At Lindus, which is a town of Rhodes, there are sacred rites in honour of Hercules, the observance of which differs widely from all other rites; for they are not celebrated with words of good omen (as the Greeks term it), but with revilings and cursing. And they consider it a violation of the sacred rites, if at any time during the celebration of the solemnities a good word shall have escaped from any one even inadvertently. And this is the reason assigned for this practice, if indeed there can be any reason in things utterly senseless. When Hercules had arrived at the place, and was suffering hunger, he saw a ploughman at work, and began to ask him to sell one of his oxen.

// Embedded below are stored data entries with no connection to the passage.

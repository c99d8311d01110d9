//! WAL Writer
//!
//! The durability pipeline: many threads submit mutations, one background
//! thread appends them to the log.
//!
//! ## Pipeline
//! ```text
//!  callers ──► bounded queue ──► writer thread ──► log file
//!     │        (crossbeam)        │ seq = last + 1
//!     │                           │ write + flush (+ fsync)
//!     │                           │ apply to store
//!     └──── pending counter ◄─────┘ done
//! ```
//!
//! The writer thread is the only owner of the sequence counter, so numbering
//! needs no lock. A failed append halts the pipeline for good.

use std::fs::File;
use std::io::{BufWriter, Write};
use std::path::{Path, PathBuf};
use std::sync::atomic::{AtomicU64, Ordering};
use std::sync::Arc;
use std::thread::{self, JoinHandle};
use std::time::Duration;

use bytes::BytesMut;
use crossbeam::channel::{self, Receiver, RecvTimeoutError, Sender};
use parking_lot::{Mutex, RwLock};

use crate::config::{Config, WalSyncStrategy};
use crate::error::{KvError, Result};
use crate::store::KeyValueStore;
use super::pending::PendingWrites;
use super::{ApplyEvent, Event, EventType, LogReplayer};

/// A mutation waiting for its sequence number
struct Submission {
    event_type: EventType,
    key: String,
    value: String,
    ack: Option<Sender<Result<u64>>>,
}

/// State shared by the handle, the writer thread and tickets
struct Shared {
    pending: PendingWrites,
    last_sequence: AtomicU64,
}

impl Shared {
    /// The error a caller sees once the pipeline stopped making progress
    fn failure(&self) -> KvError {
        match self.pending.halted() {
            Some(message) => KvError::LogWriteFailure(message),
            None => KvError::PipelineClosed,
        }
    }
}

/// Completion handle for one submission
///
/// Resolves to the sequence number once the record is durable.
pub struct WriteTicket {
    receiver: Receiver<Result<u64>>,
    shared: Arc<Shared>,
}

impl WriteTicket {
    /// Block until the record is durable
    ///
    /// If the writer halts first, the ack carries its error, or the ack
    /// sender is dropped with the queue and the ticket reports the halt.
    pub fn wait(self) -> Result<u64> {
        match self.receiver.recv() {
            Ok(result) => result,
            Err(_) => Err(self.shared.failure()),
        }
    }

    /// Block until the record is durable or the timeout passes (`Ok(None)`)
    ///
    /// Giving up does not withdraw the submission.
    pub fn wait_timeout(&self, timeout: Duration) -> Result<Option<u64>> {
        match self.receiver.recv_timeout(timeout) {
            Ok(result) => result.map(Some),
            Err(RecvTimeoutError::Timeout) => Ok(None),
            Err(RecvTimeoutError::Disconnected) => Err(self.shared.failure()),
        }
    }
}

/// Appends events to the transaction log from a single background thread
pub struct LogWriter {
    /// Submission side of the queue; `None` once closed
    sender: RwLock<Option<Sender<Submission>>>,

    shared: Arc<Shared>,

    /// First fatal error of the pipeline (capacity 1)
    errors: Receiver<KvError>,

    handle: Mutex<Option<JoinHandle<()>>>,

    path: PathBuf,
}

impl LogWriter {
    /// Open or create a log file and start writing after its last record
    ///
    /// The existing log is validated first, so numbering always continues
    /// from the highest sequence on disk, and a torn final record is cut
    /// off before anything is appended.
    pub fn open(path: &Path, config: &Config) -> Result<Self> {
        config.validate()?;
        let scratch = KeyValueStore::new();
        let (file, recovery) = LogReplayer::recover(path, &scratch)?;
        Self::start(file, path, recovery.last_sequence, config, None)
    }

    /// Start the writer thread on an already-opened log file
    ///
    /// `last_sequence` is the highest sequence already in the file. When a
    /// `target` is given, every event is applied to it after it is durable,
    /// in log order.
    pub fn start(
        file: File,
        path: &Path,
        last_sequence: u64,
        config: &Config,
        target: Option<Arc<dyn ApplyEvent>>,
    ) -> Result<Self> {
        config.validate()?;

        let (sender, receiver) = channel::bounded(config.buffer_capacity);
        let (error_tx, error_rx) = channel::bounded(1);

        let shared = Arc::new(Shared {
            pending: PendingWrites::default(),
            last_sequence: AtomicU64::new(last_sequence),
        });

        let consumer = Consumer {
            writer: BufWriter::new(file),
            receiver,
            shared: Arc::clone(&shared),
            errors: error_tx,
            target,
            sync_strategy: config.sync_strategy,
            unsynced: 0,
            last_sequence,
            buf: BytesMut::with_capacity(256),
        };

        let handle = thread::Builder::new()
            .name("kvwal-log-writer".to_string())
            .spawn(move || consumer.run())?;

        tracing::debug!(
            "Log writer started on {} at sequence {}",
            path.display(),
            last_sequence
        );

        Ok(Self {
            sender: RwLock::new(Some(sender)),
            shared,
            errors: error_rx,
            handle: Mutex::new(Some(handle)),
            path: path.to_path_buf(),
        })
    }

    // =========================================================================
    // Submission
    // =========================================================================

    /// Queue a put; blocks only while the queue is full
    pub fn write_put(&self, key: impl Into<String>, value: impl Into<String>) -> Result<()> {
        self.submit(EventType::Put, key.into(), value.into(), None)
    }

    /// Queue a delete; blocks only while the queue is full
    pub fn write_delete(&self, key: impl Into<String>) -> Result<()> {
        self.submit(EventType::Delete, key.into(), String::new(), None)
    }

    /// Queue a put and get a ticket for its durability
    pub fn submit_put(
        &self,
        key: impl Into<String>,
        value: impl Into<String>,
    ) -> Result<WriteTicket> {
        let (ack, receiver) = channel::bounded(1);
        self.submit(EventType::Put, key.into(), value.into(), Some(ack))?;
        Ok(self.ticket(receiver))
    }

    /// Queue a delete and get a ticket for its durability
    pub fn submit_delete(&self, key: impl Into<String>) -> Result<WriteTicket> {
        let (ack, receiver) = channel::bounded(1);
        self.submit(EventType::Delete, key.into(), String::new(), Some(ack))?;
        Ok(self.ticket(receiver))
    }

    fn ticket(&self, receiver: Receiver<Result<u64>>) -> WriteTicket {
        WriteTicket {
            receiver,
            shared: Arc::clone(&self.shared),
        }
    }

    fn submit(
        &self,
        event_type: EventType,
        key: String,
        value: String,
        ack: Option<Sender<Result<u64>>>,
    ) -> Result<()> {
        if !Event::is_valid_key(&key) {
            return Err(KvError::InvalidKey(key));
        }

        // Held across the send so close() cannot slip in between the
        // counter increment and the enqueue.
        let guard = self.sender.read();
        let sender = guard.as_ref().ok_or(KvError::PipelineClosed)?;

        if let Some(message) = self.shared.pending.halted() {
            return Err(KvError::LogWriteFailure(message));
        }

        self.shared.pending.add();
        let submission = Submission {
            event_type,
            key,
            value,
            ack,
        };
        if sender.send(submission).is_err() {
            self.shared.pending.done();
            return Err(self.shared.failure());
        }
        Ok(())
    }

    // =========================================================================
    // Draining and Shutdown
    // =========================================================================

    /// Block until every write submitted so far is durable
    pub fn wait(&self) -> Result<()> {
        self.shared.pending.wait()
    }

    /// Like [`LogWriter::wait`] with a deadline; `Ok(false)` if it passed
    pub fn wait_timeout(&self, timeout: Duration) -> Result<bool> {
        self.shared.pending.wait_timeout(timeout)
    }

    /// Stop accepting writes, drain the queue, stop the thread, close the file
    ///
    /// Calling close again is a no-op.
    pub fn close(&self) -> Result<()> {
        let sender = self.sender.write().take();
        let Some(sender) = sender else {
            return Ok(());
        };
        // Dropping the only sender lets the thread exit once the queue is empty.
        drop(sender);

        let drained = self.shared.pending.wait();

        let handle = self.handle.lock().take();
        if let Some(handle) = handle {
            if handle.join().is_err() {
                return Err(KvError::LogWriteFailure(
                    "log writer thread panicked".to_string(),
                ));
            }
        }

        drained?;
        if let Some(message) = self.shared.pending.halted() {
            return Err(KvError::LogWriteFailure(message));
        }

        tracing::info!(
            "Transaction log {} closed at sequence {}",
            self.path.display(),
            self.last_sequence()
        );
        Ok(())
    }

    // =========================================================================
    // Accessors
    // =========================================================================

    /// Channel carrying the first fatal pipeline error
    pub fn errors(&self) -> Receiver<KvError> {
        self.errors.clone()
    }

    /// Message of the fatal pipeline error, if one happened
    pub fn error(&self) -> Option<String> {
        self.shared.pending.halted()
    }

    /// Highest sequence number durably appended
    pub fn last_sequence(&self) -> u64 {
        self.shared.last_sequence.load(Ordering::Acquire)
    }

    /// Submissions not yet durable
    pub fn pending(&self) -> u64 {
        self.shared.pending.count()
    }

    pub fn is_closed(&self) -> bool {
        self.sender.read().is_none()
    }

    pub fn is_halted(&self) -> bool {
        self.shared.pending.halted().is_some()
    }

    pub fn path(&self) -> &Path {
        &self.path
    }
}

impl Drop for LogWriter {
    fn drop(&mut self) {
        if let Err(e) = self.close() {
            tracing::error!("Failed to close transaction log {}: {}", self.path.display(), e);
        }
    }
}

/// The writer thread
struct Consumer {
    writer: BufWriter<File>,
    receiver: Receiver<Submission>,
    shared: Arc<Shared>,
    errors: Sender<KvError>,
    target: Option<Arc<dyn ApplyEvent>>,
    sync_strategy: WalSyncStrategy,
    unsynced: usize,
    last_sequence: u64,
    buf: BytesMut,
}

impl Consumer {
    fn run(mut self) {
        while let Ok(submission) = self.receiver.recv() {
            let sequence = self.last_sequence + 1;
            let event = Event {
                sequence,
                event_type: submission.event_type,
                key: submission.key,
                value: submission.value,
            };

            if let Err(e) = self.append(&event) {
                let message = format!("append of sequence {} failed: {}", sequence, e);
                if let Some(ack) = submission.ack {
                    let _ = ack.send(Err(KvError::LogWriteFailure(message.clone())));
                }
                self.halt(message);
                return;
            }

            self.last_sequence = sequence;
            self.shared.last_sequence.store(sequence, Ordering::Release);
            tracing::trace!("Appended {} {} at sequence {}", event.event_type, event.key, sequence);

            if let Some(target) = &self.target {
                target.apply(&event);
            }
            if let Some(ack) = submission.ack {
                // The submitter may have stopped listening.
                let _ = ack.send(Ok(sequence));
            }
            self.shared.pending.done();
        }

        if let Err(e) = self.finish() {
            self.halt(format!("final sync failed: {}", e));
            return;
        }
        tracing::debug!("Log writer stopped at sequence {}", self.last_sequence);
    }

    fn append(&mut self, event: &Event) -> std::io::Result<()> {
        self.buf.clear();
        event.encode_into(&mut self.buf);
        self.writer.write_all(&self.buf)?;
        self.writer.flush()?;

        match self.sync_strategy {
            WalSyncStrategy::FlushOnly => {}
            WalSyncStrategy::EveryWrite => self.writer.get_ref().sync_data()?,
            WalSyncStrategy::EveryNEntries { count } => {
                self.unsynced += 1;
                if self.unsynced >= count {
                    self.writer.get_ref().sync_data()?;
                    self.unsynced = 0;
                }
            }
        }
        Ok(())
    }

    fn finish(&mut self) -> std::io::Result<()> {
        self.writer.flush()?;
        self.writer.get_ref().sync_all()
    }

    fn halt(&self, message: String) {
        tracing::error!("Transaction log writer halted: {}", message);
        // Only the first error fits; the slot keeps it too.
        let _ = self.errors.try_send(KvError::LogWriteFailure(message.clone()));
        self.shared.pending.halt(message.clone());

        // Fail whatever is still queued instead of leaving tickets waiting.
        while let Ok(submission) = self.receiver.try_recv() {
            if let Some(ack) = submission.ack {
                let _ = ack.send(Err(KvError::LogWriteFailure(message.clone())));
            }
        }
    }
}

But the ploughman replied that this was impossible, because his hope of cultivating the land depended altogether upon those two bullocks. Hercules, with his usual violence, because he was not able to receive one of them, killed both. But the unhappy man, when he saw that his oxen were slain, avenged the injury with revilings—a circumstance which afforded gratification to the man of elegance and refinement. For while he prepares a feast for his companions, and while he devours the oxen of another man, he receives with ridicule and loud laughter the bitter reproaches with which the other assails him. But when it had been determined that divine honours should be paid to Hercules in admiration of his excellence, an altar was erected in his honour by the citizens, which he named, from the circumstance, the yoke of oxen; and at this altar two yoked oxen were sacrificed, like those which he had taken from the ploughman. And he appointed the same man to be his priest, and directed him always to use the same revilings in offering sacrifice, because he said that he had never feasted more pleasantly. Now these things are not sacred, but sacrilegious, in which that is said to be enjoined, which, if it is done in other things, is punished with the greatest severity. What, moreover, do the rites of the Cretan Jupiter himself show, except the manner in which he was withdrawn from his father, or brought up? There is a goat belonging to the nymph Amalthea, which gave suck to the infant; and of this goat Germanicus Cæsar thus speaks, in his poem translated from Aratus: —
She is supposed to be the nurse of Jupiter; if in truth the infant Jupiter pressed the faithful teats of the Cretan goat, which attests the gratitude of her lord by a bright constellation.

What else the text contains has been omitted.